▶ [Exercise details]
Write out, word for word, the first line of the data below and every line after it through the one containing "is grounded on.".

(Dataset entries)
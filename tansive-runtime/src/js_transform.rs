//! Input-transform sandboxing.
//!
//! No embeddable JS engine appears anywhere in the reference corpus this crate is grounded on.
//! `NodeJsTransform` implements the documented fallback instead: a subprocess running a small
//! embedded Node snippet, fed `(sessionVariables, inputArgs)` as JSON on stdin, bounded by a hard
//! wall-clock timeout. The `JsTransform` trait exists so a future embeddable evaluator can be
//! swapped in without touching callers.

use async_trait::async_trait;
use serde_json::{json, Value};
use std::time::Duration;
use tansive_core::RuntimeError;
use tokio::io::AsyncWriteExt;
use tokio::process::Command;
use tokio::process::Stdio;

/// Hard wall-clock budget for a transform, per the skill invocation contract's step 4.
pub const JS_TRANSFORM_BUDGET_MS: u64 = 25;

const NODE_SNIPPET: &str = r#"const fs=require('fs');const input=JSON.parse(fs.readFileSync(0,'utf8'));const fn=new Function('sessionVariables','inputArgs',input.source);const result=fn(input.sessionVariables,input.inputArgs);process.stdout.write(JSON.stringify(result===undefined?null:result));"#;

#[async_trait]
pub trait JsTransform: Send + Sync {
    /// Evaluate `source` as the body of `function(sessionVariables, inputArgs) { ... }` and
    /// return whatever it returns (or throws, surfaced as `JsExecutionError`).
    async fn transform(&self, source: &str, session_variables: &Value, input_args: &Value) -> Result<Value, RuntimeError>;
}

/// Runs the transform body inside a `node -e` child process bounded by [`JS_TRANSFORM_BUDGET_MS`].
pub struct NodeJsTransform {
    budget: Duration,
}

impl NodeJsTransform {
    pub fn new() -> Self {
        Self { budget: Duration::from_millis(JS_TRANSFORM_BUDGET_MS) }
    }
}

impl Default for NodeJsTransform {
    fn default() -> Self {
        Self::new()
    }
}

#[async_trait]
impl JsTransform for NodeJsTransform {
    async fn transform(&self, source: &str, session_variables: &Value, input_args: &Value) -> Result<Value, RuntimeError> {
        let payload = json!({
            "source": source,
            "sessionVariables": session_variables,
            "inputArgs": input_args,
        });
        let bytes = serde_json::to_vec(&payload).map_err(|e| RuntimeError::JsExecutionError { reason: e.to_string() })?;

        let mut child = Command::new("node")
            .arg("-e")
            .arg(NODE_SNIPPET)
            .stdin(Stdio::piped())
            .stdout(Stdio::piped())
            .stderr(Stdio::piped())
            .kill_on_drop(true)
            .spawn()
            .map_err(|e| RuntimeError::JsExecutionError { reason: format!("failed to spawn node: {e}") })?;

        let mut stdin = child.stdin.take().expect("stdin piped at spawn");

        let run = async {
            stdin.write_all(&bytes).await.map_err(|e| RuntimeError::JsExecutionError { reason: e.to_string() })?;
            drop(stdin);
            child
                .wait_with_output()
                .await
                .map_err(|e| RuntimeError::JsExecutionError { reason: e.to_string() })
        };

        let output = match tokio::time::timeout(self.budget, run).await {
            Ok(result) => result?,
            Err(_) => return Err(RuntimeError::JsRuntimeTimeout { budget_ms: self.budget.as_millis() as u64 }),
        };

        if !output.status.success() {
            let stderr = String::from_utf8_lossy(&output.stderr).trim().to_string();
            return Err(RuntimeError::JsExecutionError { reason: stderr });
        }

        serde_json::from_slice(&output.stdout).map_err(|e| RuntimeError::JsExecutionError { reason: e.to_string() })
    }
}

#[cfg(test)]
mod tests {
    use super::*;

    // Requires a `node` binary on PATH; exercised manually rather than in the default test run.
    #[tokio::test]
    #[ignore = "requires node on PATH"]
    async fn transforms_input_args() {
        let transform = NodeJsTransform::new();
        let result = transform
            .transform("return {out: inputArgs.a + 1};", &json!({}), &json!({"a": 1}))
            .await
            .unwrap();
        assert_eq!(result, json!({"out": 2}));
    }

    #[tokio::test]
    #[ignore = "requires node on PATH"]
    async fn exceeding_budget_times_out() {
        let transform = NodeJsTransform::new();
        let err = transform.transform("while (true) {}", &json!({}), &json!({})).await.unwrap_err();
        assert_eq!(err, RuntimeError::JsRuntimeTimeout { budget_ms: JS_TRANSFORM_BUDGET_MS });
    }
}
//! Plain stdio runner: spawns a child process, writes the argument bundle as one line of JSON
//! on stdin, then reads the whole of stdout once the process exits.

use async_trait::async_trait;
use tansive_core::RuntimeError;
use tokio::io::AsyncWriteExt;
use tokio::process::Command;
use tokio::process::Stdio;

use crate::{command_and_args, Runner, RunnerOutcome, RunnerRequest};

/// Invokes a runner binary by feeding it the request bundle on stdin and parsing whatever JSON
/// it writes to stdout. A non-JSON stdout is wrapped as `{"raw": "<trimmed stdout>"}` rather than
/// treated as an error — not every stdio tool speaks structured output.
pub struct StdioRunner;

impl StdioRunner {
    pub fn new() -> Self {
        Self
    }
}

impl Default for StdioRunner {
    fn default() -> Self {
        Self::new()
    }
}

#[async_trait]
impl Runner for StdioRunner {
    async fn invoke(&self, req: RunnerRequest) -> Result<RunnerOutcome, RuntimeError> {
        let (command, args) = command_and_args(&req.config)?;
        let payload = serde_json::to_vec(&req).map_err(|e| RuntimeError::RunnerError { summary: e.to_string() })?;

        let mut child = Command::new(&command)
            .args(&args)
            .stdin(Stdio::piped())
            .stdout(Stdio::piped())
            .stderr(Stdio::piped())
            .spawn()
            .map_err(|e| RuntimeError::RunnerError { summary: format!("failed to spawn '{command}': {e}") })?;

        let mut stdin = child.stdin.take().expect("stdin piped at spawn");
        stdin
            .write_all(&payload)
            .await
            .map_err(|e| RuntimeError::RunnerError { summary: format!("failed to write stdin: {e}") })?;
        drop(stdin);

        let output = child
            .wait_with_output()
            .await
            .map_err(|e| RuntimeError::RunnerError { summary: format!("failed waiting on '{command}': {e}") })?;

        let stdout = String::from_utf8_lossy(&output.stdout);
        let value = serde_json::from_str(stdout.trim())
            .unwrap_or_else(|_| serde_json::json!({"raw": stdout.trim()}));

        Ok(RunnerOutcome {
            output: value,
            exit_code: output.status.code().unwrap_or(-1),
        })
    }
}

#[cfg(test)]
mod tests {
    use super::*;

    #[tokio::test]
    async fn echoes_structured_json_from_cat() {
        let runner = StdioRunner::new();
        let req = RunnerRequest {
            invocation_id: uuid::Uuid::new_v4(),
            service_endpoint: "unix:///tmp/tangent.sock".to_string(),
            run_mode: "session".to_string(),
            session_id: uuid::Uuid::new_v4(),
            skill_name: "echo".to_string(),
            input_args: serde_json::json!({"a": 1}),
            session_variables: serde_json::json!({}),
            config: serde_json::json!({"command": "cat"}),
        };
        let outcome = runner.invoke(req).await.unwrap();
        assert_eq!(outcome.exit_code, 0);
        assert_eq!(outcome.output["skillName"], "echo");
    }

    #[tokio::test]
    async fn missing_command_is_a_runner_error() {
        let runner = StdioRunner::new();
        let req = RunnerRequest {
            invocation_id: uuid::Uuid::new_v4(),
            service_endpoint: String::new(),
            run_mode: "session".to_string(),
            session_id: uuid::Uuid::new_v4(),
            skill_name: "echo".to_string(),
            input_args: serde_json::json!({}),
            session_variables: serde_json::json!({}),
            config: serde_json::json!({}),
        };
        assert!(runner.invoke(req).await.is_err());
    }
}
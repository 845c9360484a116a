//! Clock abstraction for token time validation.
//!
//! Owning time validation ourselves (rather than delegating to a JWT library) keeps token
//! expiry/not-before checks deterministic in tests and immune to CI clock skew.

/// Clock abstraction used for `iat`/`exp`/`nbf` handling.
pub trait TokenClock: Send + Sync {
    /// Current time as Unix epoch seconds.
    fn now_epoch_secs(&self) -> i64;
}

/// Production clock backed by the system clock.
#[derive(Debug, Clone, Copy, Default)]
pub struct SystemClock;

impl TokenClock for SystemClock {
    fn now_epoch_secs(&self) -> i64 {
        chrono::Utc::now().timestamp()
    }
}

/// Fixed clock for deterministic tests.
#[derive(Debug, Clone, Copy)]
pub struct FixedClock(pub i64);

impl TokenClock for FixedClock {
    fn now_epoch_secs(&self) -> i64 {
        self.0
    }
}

▶ [Answer to this exercise]
filename tansive-runtime/src/js_transform.rs
//! Input-transform sandboxing.
//!
//! No embeddable JS engine appears anywhere in the reference corpus this crate is grounded on.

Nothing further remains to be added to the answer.